◆ ACTION ITEM:
Scan the entries below for the word "ProxyEndpoint" and copy every line in which it occurs.

Saved entries
________________
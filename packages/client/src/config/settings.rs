//! Persisted proxy settings

use std::fmt;
use std::time::Duration;

use serde::{Deserialize, Serialize};

use super::TcpConfig;
use super::defaults::default_timeout_ms;
use super::validation::{ConfigResult, ConfigValidator, Validator};
use crate::connect::proxy::{ProxyCredentials, ProxyEndpoint, ProxyKind};

/// Everything needed to build a tunnel client for one connection record.
#[derive(Clone, PartialEq, Eq, Serialize, Deserialize)]
#[serde(default, rename_all = "camelCase")]
pub struct ProxySettings {
    pub kind: ProxyKind,
    pub host: String,
    pub port: u16,
    pub username: String,
    pub password: String,
    /// Applied to proxy connect and every handshake read and write
    pub timeout_ms: u64,
    pub tcp_keepalive_secs: Option<u64>,
}

impl Default for ProxySettings {
    fn default() -> Self {
        Self {
            kind: ProxyKind::None,
            host: String::new(),
            port: 0,
            username: String::new(),
            password: String::new(),
            timeout_ms: default_timeout_ms(),
            tcp_keepalive_secs: None,
        }
    }
}

impl ProxySettings {
    pub fn new(kind: ProxyKind, host: impl Into<String>, port: u16) -> Self {
        Self {
            kind,
            host: host.into(),
            port,
            ..Self::default()
        }
    }

    #[must_use]
    pub fn with_credentials(mut self, username: impl Into<String>, password: impl Into<String>) -> Self {
        self.username = username.into();
        self.password = password.into();
        self
    }

    /// Set the per-operation handshake timeout
    #[must_use]
    pub fn with_timeout(mut self, timeout: Duration) -> Self {
        self.timeout_ms = u64::try_from(timeout.as_millis()).unwrap_or(u64::MAX);
        self
    }

    #[must_use]
    pub fn with_keepalive(mut self, keepalive: Duration) -> Self {
        self.tcp_keepalive_secs = Some(keepalive.as_secs());
        self
    }

    /// Load settings from a JSON document and validate them.
    ///
    /// # Errors
    ///
    /// Returns `ConfigError::Json` for malformed documents and any
    /// validation error for well-formed but unusable settings.
    pub fn from_json(document: &str) -> ConfigResult<Self> {
        let settings: ProxySettings = serde_json::from_str(document)?;
        settings.validate()?;
        Ok(settings)
    }

    #[must_use]
    pub fn timeout(&self) -> Duration {
        Duration::from_millis(self.timeout_ms)
    }

    #[must_use]
    pub fn endpoint(&self) -> ProxyEndpoint {
        ProxyEndpoint::new(self.host.clone(), self.port)
    }

    #[must_use]
    pub fn credentials(&self) -> ProxyCredentials {
        ProxyCredentials::new(self.username.clone(), self.password.clone())
    }

    #[must_use]
    pub fn tcp_config(&self) -> TcpConfig {
        TcpConfig {
            nodelay: true,
            keepalive: self.tcp_keepalive_secs.map(Duration::from_secs),
        }
    }
}

impl Validator for ProxySettings {
    fn validate(&self) -> ConfigResult<()> {
        ConfigValidator::validate_timeout(self.timeout(), "timeout")?;
        if self.kind != ProxyKind::None {
            ConfigValidator::validate_endpoint(&self.host, self.port)?;
        }
        Ok(())
    }
}

impl fmt::Debug for ProxySettings {
    fn fmt(&self, f: &mut fmt::Formatter<'_>) -> fmt::Result {
        f.debug_struct("ProxySettings")
            .field("kind", &self.kind)
            .field("host", &self.host)
            .field("port", &self.port)
            .field("username", &self.username)
            .field("password", &"<redacted>")
            .field("timeout_ms", &self.timeout_ms)
            .field("tcp_keepalive_secs", &self.tcp_keepalive_secs)
            .finish()
    }
}

#[cfg(test)]
mod tests {
    use super::*;
    use crate::config::ConfigError;

    #[test]
    fn test_from_json_with_legacy_kind() {
        let settings = ProxySettings::from_json(
            r#"{"kind":"ProxySocks5","host":"proxy.local","port":1080,"username":"alice","password":"pw"}"#,
        )
        .expect("settings should load");

        assert_eq!(settings.kind, ProxyKind::Socks5);
        assert_eq!(settings.endpoint(), ProxyEndpoint::new("proxy.local", 1080));
        assert!(settings.credentials().is_present());
        assert_eq!(settings.timeout(), Duration::from_millis(10_000));
    }

    #[test]
    fn test_from_json_defaults_to_no_proxy() {
        let settings = ProxySettings::from_json("{}").expect("empty document is valid");
        assert_eq!(settings.kind, ProxyKind::None);
        assert!(!settings.credentials().is_present());
    }

    #[test]
    fn test_from_json_rejects_missing_host() {
        let err = ProxySettings::from_json(r#"{"kind":"http","port":8080}"#)
            .expect_err("http proxy without host must fail");
        assert!(matches!(err, ConfigError::MissingHost));
    }

    #[test]
    fn test_from_json_rejects_zero_timeout() {
        let err = ProxySettings::from_json(r#"{"timeoutMs":0}"#)
            .expect_err("zero timeout must fail");
        assert!(matches!(err, ConfigError::InvalidTimeout(_)));
    }

    #[test]
    fn test_from_json_rejects_unknown_kind() {
        let err = ProxySettings::from_json(r#"{"kind":"ProxyUltra","host":"h","port":1}"#)
            .expect_err("repeater mode is not a tunnel");
        assert!(matches!(err, ConfigError::Json(_)));
    }

    #[test]
    fn test_serialize_uses_short_kind_name() {
        let settings = ProxySettings::new(ProxyKind::Http, "proxy.local", 3128);
        let json = serde_json::to_string(&settings).expect("settings serialize");
        assert!(json.contains(r#""kind":"http""#));
    }

    #[test]
    fn test_keepalive_flows_into_tcp_config() {
        let settings = ProxySettings::new(ProxyKind::Socks5, "proxy.local", 1080)
            .with_keepalive(Duration::from_secs(45));

        let tcp = settings.tcp_config();
        assert_eq!(tcp.keepalive, Some(Duration::from_secs(45)));
        assert!(tcp.nodelay);
        assert_eq!(ProxySettings::default().tcp_config().keepalive, None);
    }
}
________________
◆ TASK OUTPUT:
use crate::connect::proxy::{ProxyCredentials, ProxyEndpoint, ProxyKind};
    pub fn endpoint(&self) -> ProxyEndpoint {
        ProxyEndpoint::new(self.host.clone(), self.port)
        assert_eq!(settings.endpoint(), ProxyEndpoint::new("proxy.local", 1080));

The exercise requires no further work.